O viés de confirmação é um dos mecanismos cognitivos mais estudados na psicologia e nas ciências sociais. Eis alguns pontos que merecem destaque:
1- O cérebro como mestre da economia cognitiva. A ideia de que o cérebro “engana” pode ser provocadora, mas é metaforicamente eficaz. O cérebro privilegia atalhos mentais (heurísticas) para lidar com a sobrecarga de estímulos e decisões. O viés de confirmação é um desses atalhos, ele reduz o esforço cognitivo ao evitar o confronto com informações dissonantes.
2 - Como o viés opera? Procuramos, interpretamos e lembramos informações que confirmam nossas crenças prévias, ignorando ou desvalorizando as que as contradizem. Isso afeta desde preferências de consumo até convicções políticas, religiosas ou morais.
3 - Amplificação pelas redes sociais. Os algoritmos reforçam esse viés ao personalizar conteúdos com base em interações anteriores, criando bolhas epistémicas. Essas bolhas podem gerar polarização, dificultar o diálogo e cristalizar identidades em torno de certezas não examinadas.
4- O valor da dúvida. O texto propõe um antídoto: consciência crítica, exposição deliberada à diferença, e o exercício da pergunta “E se eu estiver errado?”. Esse gesto é filosófico, ético e democrático e abre espaço para o pensamento dialógico, para o reconhecimento da alteridade e para a revisão de pressupostos.
A escuta ativa e o questionamento são formas de liberdade.
Assim sendo, quanto mais estivermos confirmados naquilo que pensamos, e isso é particularmente verdadeiro para o mundo académico e religioso e político-partidário, mais improvável é que exerçamos a consciência crítica. Esta inferência é sólida e profundamente inquietante.
Quanto mais investidos emocional, identitariamente ou institucionalmente, numa crença ou sistema de pensamento, mais difícil se torna questioná-lo de forma crítica. Isso não significa que seja impossível, mas que há forças cognitivas, sociais e afetivas que resistem à dúvida.
Por que é que a confirmação dificulta a crítica?
1 - Identidade e pertença. Em contextos académicos, religiosos ou político-partidários, as crenças não são apenas ideias, são marcadores de identidade. Questioná-las pode parecer uma ameaça ao sentimento de pertença ou à coerência pessoal.
2 - Capital simbólico. Professores, líderes religiosos ou políticos acumulam prestígio com base em certas convicções. Mudar de posição pode parecer perda de autoridade ou traição ao grupo.
3 - Ambientes de reforço.
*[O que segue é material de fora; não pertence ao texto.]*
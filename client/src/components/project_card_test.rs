use super::*;

#[test]
fn description_text_passes_through_real_descriptions() {
    assert_eq!(description_text("d"), "d");
    assert_eq!(description_text("Capstone tracker"), "Capstone tracker");
}

#[test]
fn description_text_substitutes_blank_descriptions() {
    assert_eq!(description_text(""), EMPTY_DESCRIPTION_TEXT);
    assert_eq!(description_text("   "), EMPTY_DESCRIPTION_TEXT);
}

#[test]
fn card_links_to_project_detail() {
    assert_eq!(project_path(1), "/projects/1");
    assert_eq!(project_path(42), "/projects/42");
}
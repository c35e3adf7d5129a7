//! Persisted bearer credential.
//!
//! SYSTEM CONTEXT
//! ==============
//! The token lives in `localStorage` under a single fixed key. The API client
//! reads it before every request, login writes it, logout removes it. Nothing
//! validates or refreshes it client-side.
//!
//! TRADE-OFFS
//! ==========
//! Storage access is best-effort browser-only behavior; SSR paths behave as
//! if no credential exists so server rendering stays deterministic.

#[cfg(test)]
#[path = "credentials_test.rs"]
mod credentials_test;

use std::cell::RefCell;
use std::rc::Rc;

/// `localStorage` key holding the bearer credential.
pub const TOKEN_STORAGE_KEY: &str = "academiasys_token";

/// Read/write access to the single credential slot.
pub trait CredentialStore {
    /// Current credential, or `None` when absent or empty.
    fn load(&self) -> Option<String>;
    /// Persist `token`, replacing any previous value.
    fn store(&self, token: &str);
    /// Remove the credential.
    fn clear(&self);
}

/// Treat blank stored values the same as a missing key.
pub fn normalize_token(raw: Option<String>) -> Option<String> {
    raw.filter(|token| !token.trim().is_empty())
}

/// Credential store backed by `window.localStorage`.
#[derive(Clone, Copy, Debug, Default)]
pub struct BrowserCredentials;

#[cfg(feature = "hydrate")]
fn local_storage() -> Option<web_sys::Storage> {
    web_sys::window().and_then(|w| w.local_storage().ok().flatten())
}

impl CredentialStore for BrowserCredentials {
    fn load(&self) -> Option<String> {
        #[cfg(feature = "hydrate")]
        {
            let storage = local_storage()?;
            normalize_token(storage.get_item(TOKEN_STORAGE_KEY).ok().flatten())
        }
        #[cfg(not(feature = "hydrate"))]
        {
            None
        }
    }

    fn store(&self, token: &str) {
        #[cfg(feature = "hydrate")]
        {
            let Some(storage) = local_storage() else {
                log::warn!("localStorage unavailable; credential not persisted");
                return;
            };
            if storage.set_item(TOKEN_STORAGE_KEY, token).is_err() {
                log::warn!("failed to persist credential");
            }
        }
        #[cfg(not(feature = "hydrate"))]
        {
            let _ = token;
        }
    }

    fn clear(&self) {
        #[cfg(feature = "hydrate")]
        {
            let Some(storage) = local_storage() else {
                log::warn!("localStorage unavailable; credential not cleared");
                return;
            };
            if storage.remove_item(TOKEN_STORAGE_KEY).is_err() {
                log::warn!("failed to clear credential");
            }
        }
    }
}

/// In-process credential slot for server rendering and tests.
///
/// Clones share the same slot.
#[derive(Clone, Debug, Default)]
pub struct MemoryCredentials {
    slot: Rc<RefCell<Option<String>>>,
}

impl MemoryCredentials {
    pub fn with_token(token: &str) -> Self {
        let store = Self::default();
        store.store(token);
        store
    }
}

impl CredentialStore for MemoryCredentials {
    fn load(&self) -> Option<String> {
        normalize_token(self.slot.borrow().clone())
    }

    fn store(&self, token: &str) {
        *self.slot.borrow_mut() = Some(token.to_owned());
    }

    fn clear(&self) {
        *self.slot.borrow_mut() = None;
    }
}
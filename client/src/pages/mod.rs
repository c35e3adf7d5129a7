//! Page modules for route-level screens.
//!
//! ARCHITECTURE
//! ============
//! Each page owns route-scoped orchestration and delegates rendering details
//! to `components`. Submission logic lives in plain async functions next to
//! each page so it can be exercised without a browser.

pub mod home;
pub mod login;
pub mod project_detail;
pub mod projects;
pub mod register;

/// Result of submitting an auth form.
#[derive(Clone, Copy, Debug, PartialEq, Eq)]
pub enum SubmitOutcome {
    /// Navigate to this path.
    Navigate(&'static str),
    /// Stay on the page and show this message.
    Failed(&'static str),
}
//! Route paths shared by the router, redirects, and navigation calls.

pub const LOGIN_PATH: &str = "/login";
pub const REGISTER_PATH: &str = "/register";
pub const ROOT_PATH: &str = "/";
pub const PROJECTS_PATH: &str = "/projects";

/// Detail route for a single project.
pub fn project_path(id: u64) -> String {
    format!("{PROJECTS_PATH}/{id}")
}
//! Index view of the protected area.

use leptos::prelude::*;

use crate::paths::PROJECTS_PATH;

#[component]
pub fn HomePage() -> impl IntoView {
    view! {
        <section class="home-page">
            <h1>"Welcome to AcademiaSys"</h1>
            <p>"Track your academic projects, sprints, and deliverables in one place."</p>
            <a class="home-page__cta" href=PROJECTS_PATH>
                "View your projects"
            </a>
        </section>
    }
}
Instituições tendem a recompensar a conformidade e punir a dissidência, mesmo que subtilmente, através de exclusão, desvalorização ou silêncio.
O paradoxo da crítica institucional:
4 - O mundo académico, por exemplo, valoriza a crítica, mas muitas vezes reproduz dogmas teóricos ou modas intelectuais que se tornam intocáveis.
5 - O religioso, que deveria cultivar o mistério e a abertura ao transcendente, pode cristalizar-se em doutrinas que confundem fé com certeza.
6 - O político, que deveria ser espaço de negociação e pluralismo, frequentemente polariza posições e transforma adversários em inimigos.
Como cultivar consciência crítica mesmo dentro de sistemas fechados?
Praticar o deslocamento. Ler autores fora do próprio campo, ouvir vozes marginais, experimentar o desconforto da alteridade. Dramatizar o pensamento. Encenar o conflito entre vozes, deixar que o texto se torne palco de negociação ética. Interrogar a linguagem. Toda a certeza se expressa por palavras e toda a palavra carrega ambiguidade.
A crítica começa onde a linguagem vacila.